I dance and listen to the music

I breath and gasp, “one chance.”

I awake, it’s not me, “who is this?”

I can’t help but feel this is my last

How did this consume me?

I wake up starring and clear my throat

Losing my mind I can’t regain it

I stand looking without hope

Someday the mirror will see me

I feel undeserving, I wish to leave

It never lies, it stares you down

In myself, I don’t believe.

T.R.B.R.S

The Curtain Rises

Your a survivor of today
Don’t fall into negativity
Strength is your mind set
Hold on to your integrity

If at first you don’t succeed
Dust yourself off and try again
One day at a time
Each day is a beginning not an end

Believing in yourself is the strongest will you can carry
Faith will get you out of the abyss
Persevere, you are not a mark of disgrace
Hold on to the good you are your own optimist

Reaching out is not a sign of weakness
Don’t let fear be your wall
It’s a quality in you to thrive
Don’t let your pride be your fall

Keep climbing the steps to reach the top
You can conquer this moment of difficulty
Hold your head high and know you are not a quitter
When you look in the mirror see your own beauty

Always take a deep breath
Be a true seeker, don’t let your insides die
Take in the positive and let go of pain
You will never know if you don’t try

You can beat the world
It’s a story and your the main character
You can go on further than this moment in time
Believe in yourself and write the next chapter.
T.R.B.R.S

Struggling for some “me” time.

First, let me say I love my child with all my heart but having some time for self-care is definitely a struggle with a two-year-old, a cat and a dog. I value this precious time as I watch him grow. Every breath, every step, every laugh and smile. Nurturing every tear and kissing every “boo boo.”

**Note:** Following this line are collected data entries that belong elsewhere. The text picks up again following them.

use chrono::{DateTime, Utc};
use ulid::Ulid;

use crate::model::*;

use super::EngineError;

/// Allowed status edges. Nothing leaves `cancelled` or `completed`.
pub fn can_transition(from: ReservationStatus, to: ReservationStatus) -> bool {
    use ReservationStatus::*;
    matches!(
        (from, to),
        (Pending, Confirmed)
            | (Pending, Cancelled)
            | (Confirmed, Completed)
            | (Confirmed, Cancelled)
    )
}

/// The mutable part of a reservation after a lifecycle step.
#[derive(Debug, Clone, PartialEq, Eq)]
pub struct StatusChange {
    pub status: ReservationStatus,
    pub payment_status: PaymentStatus,
    pub payment_method: Option<String>,
    pub transaction_id: Option<String>,
}

impl StatusChange {
    fn keep(r: &Reservation) -> Self {
        Self {
            status: r.status,
            payment_status: r.payment_status,
            payment_method: r.payment_method.clone(),
            transaction_id: r.transaction_id.clone(),
        }
    }

    fn with_payment(r: &Reservation, outcome: &PaymentOutcome) -> Self {
        Self {
            payment_method: Some(outcome.payment_method.clone()),
            transaction_id: Some(outcome.transaction_id.clone()),
            ..Self::keep(r)
        }
    }

    pub fn into_event(self, id: Ulid, property_id: Ulid, at: DateTime<Utc>) -> Event {
        Event::ReservationStatusChanged {
            id,
            property_id,
            status: self.status,
            payment_status: self.payment_status,
            payment_method: self.payment_method,
            transaction_id: self.transaction_id,
            at,
        }
    }
}

/// Step driven by an external command: host confirmation, cancellation or completion.
///
/// A host confirming a cash booking has collected the money, so the payment is
/// settled in the same record.
pub fn transition(r: &Reservation, to: ReservationStatus) -> Result<StatusChange, EngineError> {
    if !can_transition(r.status, to) {
        return Err(EngineError::InvalidTransition {
            id: r.id,
            from: r.status,
            to,
        });
    }
    let cash_collected = to == ReservationStatus::Confirmed
        && r.payment_status == PaymentStatus::Pending
        && r.payment_method.as_deref().is_some_and(is_cash_method);
    let payment_status = if cash_collected {
        PaymentStatus::Paid
    } else {
        r.payment_status
    };
    Ok(StatusChange {
        status: to,
        payment_status,
        ..StatusChange::keep(r)
    })
}

/// Work out what a payment outcome does to a reservation.
///
/// `Ok(None)` means the outcome is already reflected, so re-delivery is a no-op.
/// Card (non-cash) payments confirm a pending reservation in the same record that
/// stores the payment. Cash payments only record the method: the host confirms later.
pub fn reconcile_payment(
    r: &Reservation,
    outcome: &PaymentOutcome,
) -> Result<Option<StatusChange>, EngineError> {
    use ReservationStatus::*;

    let change = match outcome.payment_status {
        PaymentStatus::Paid => {
            if r.payment_status == PaymentStatus::Paid {
                return Ok(None);
            }
            match r.status {
                Pending if outcome.is_cash() => StatusChange::with_payment(r, outcome),
                Pending => StatusChange {
                    status: Confirmed,
                    payment_status: PaymentStatus::Paid,
                    ..StatusChange::with_payment(r, outcome)
                },
                Confirmed => StatusChange {
                    payment_status: PaymentStatus::Paid,
                    ..StatusChange::with_payment(r, outcome)
                },
                Cancelled | Completed => {
                    return Err(EngineError::InvalidTransition {
                        id: r.id,
                        from: r.status,
                        to: Confirmed,
                    });
                }
            }
        }
        PaymentStatus::Pending => {
            // Stale or informational: only fills in the method while nothing is settled.
            if r.payment_status != PaymentStatus::Pending || !r.status.holds_nights() {
                return Ok(None);
            }
            StatusChange::with_payment(r, outcome)
        }
        PaymentStatus::Refunded => match (r.status, r.payment_status) {
            (_, PaymentStatus::Refunded) => return Ok(None),
            (Cancelled, PaymentStatus::Paid) => StatusChange {
                payment_status: PaymentStatus::Refunded,
                ..StatusChange::keep(r)
            },
            (_, from) => {
                return Err(EngineError::InvalidPaymentTransition {
                    id: r.id,
                    from,
                    to: PaymentStatus::Refunded,
                });
            }
        },
    };

    if change == StatusChange::keep(r) {
        return Ok(None);
    }
    Ok(Some(change))
}

/// Fold a status change into the stored record.
pub(crate) fn apply_change(
    r: &mut Reservation,
    status: ReservationStatus,
    payment_status: PaymentStatus,
    payment_method: &Option<String>,
    transaction_id: &Option<String>,
    at: DateTime<Utc>,
) {
    r.status = status;
    r.payment_status = payment_status;
    r.payment_method = payment_method.clone();
    r.transaction_id = transaction_id.clone();
    r.updated_at = at;
}
use rust_decimal::Decimal;

use crate::model::*;

use super::conflict::{validate_duration, validate_guests};
use super::EngineError;

/// Platform fee, 12%, charged on subtotal + cleaning + services.
pub const PLATFORM_FEE_RATE: Decimal = Decimal::from_parts(12, 0, 0, false, 2);

/// Active offers ordered by precedence: earliest `start_date` first, offer id breaks ties.
fn offers_by_precedence(offers: &[SpecialOffer], property_id: ulid::Ulid) -> Vec<&SpecialOffer> {
    let mut active: Vec<&SpecialOffer> = offers
        .iter()
        .filter(|o| o.active && o.property_id == property_id)
        .collect();
    active.sort_by(|a, b| a.start_date.cmp(&b.start_date).then(a.id.cmp(&b.id)));
    active
}

fn add(a: Decimal, b: Decimal) -> Result<Decimal, EngineError> {
    a.checked_add(b).ok_or(EngineError::PriceOverflow)
}

fn mul(a: Decimal, b: Decimal) -> Result<Decimal, EngineError> {
    a.checked_mul(b).ok_or(EngineError::PriceOverflow)
}

fn div(a: Decimal, b: Decimal) -> Result<Decimal, EngineError> {
    a.checked_div(b).ok_or(EngineError::PriceOverflow)
}

/// Percentage of the long-stay tier that applies, if any. The 30-night tier wins.
fn long_stay_discount_pct(property: &Property, nights: u32) -> Option<Decimal> {
    if nights >= 30
        && let Some(pct) = property.long_stay_discount_30
    {
        return Some(pct);
    }
    if nights >= 7 {
        return property.long_stay_discount_7;
    }
    None
}

/// Compute the itemized price of a stay. Pure; no rounding happens here. Amounts too
/// large for `Decimal` fail with [`EngineError::PriceOverflow`].
///
/// `services` pairs each catalog entry with the quantity the guest asked for. The
/// caller has already rejected unknown, inactive, and duplicate services.
pub fn quote(
    property: &Property,
    offers: &[SpecialOffer],
    stay: &Stay,
    guests: GuestCount,
    services: &[(AdditionalService, u32)],
) -> Result<Quote, EngineError> {
    let nights = validate_duration(property, stay)?;
    validate_guests(property, guests)?;

    let ranked = offers_by_precedence(offers, property.id);
    let mut nightly_rates = Vec::with_capacity(nights as usize);
    let mut base_price = Decimal::ZERO;
    let mut has_special_offer = false;

    for night in stay.each_night() {
        let rate = match ranked.iter().find(|o| o.covers(night)) {
            Some(offer) => {
                has_special_offer = true;
                NightlyRate {
                    night,
                    price: offer.nightly_override_price,
                    special_offer_id: Some(offer.id),
                }
            }
            None => NightlyRate {
                night,
                price: property.nightly_base_price,
                special_offer_id: None,
            },
        };
        base_price = add(base_price, rate.price)?;
        nightly_rates.push(rate);
    }

    let nights_dec = Decimal::from(nights);
    let discount = match long_stay_discount_pct(property, nights) {
        Some(pct) => div(mul(base_price, pct)?, Decimal::ONE_HUNDRED)?,
        None => Decimal::ZERO,
    };
    let subtotal = base_price
        .checked_sub(discount)
        .ok_or(EngineError::PriceOverflow)?;

    let mut service_lines = Vec::with_capacity(services.len());
    let mut services_total = Decimal::ZERO;
    for (service, quantity) in services {
        let line_total = mul(service.unit_price_per_day, nights_dec)?;
        services_total = add(services_total, line_total)?;
        service_lines.push(ServiceLine {
            service_id: service.id,
            name: service.name.clone(),
            quantity: *quantity,
            unit_price_per_day: service.unit_price_per_day,
            total: line_total,
        });
    }

    let cleaning_fee = property.cleaning_fee;
    let fee_base = add(add(subtotal, cleaning_fee)?, services_total)?;
    let service_fee = mul(fee_base, PLATFORM_FEE_RATE)?;
    let total = add(fee_base, service_fee)?;
    let effective_nightly_rate = div(base_price, nights_dec)?;

    Ok(Quote {
        nights,
        nightly_rates,
        base_price,
        discount,
        subtotal,
        cleaning_fee,
        services: service_lines,
        services_total,
        service_fee,
        total,
        has_special_offer,
        effective_nightly_rate,
    })
}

No cable takes away any interaction I have with adults because it’s utilized for screen share with the TV for my child’s education programs. Uggh, I get up at 4am just for some mindfulness before he awakes. That time is basically all I have.

Appreciate the small things in life. “Me” time will come and then I’ll be wishing he needed me more.

Gods Priceless Gift

“For God so loved the world that He gave His one and only Son, that whoever believes in Him shall not perish but have eternal life.”– John 3:16

Growing up the first Scripture verse I remember memorizing is John 3:16. I loved hearing it and repeating it to myself and all who would listen to me recite it.

It not only tells of the very first Christmas present ever given, the gift of Jesus, but also assures me of God’s love, where Jesus came from, and God’s purpose in sending Him.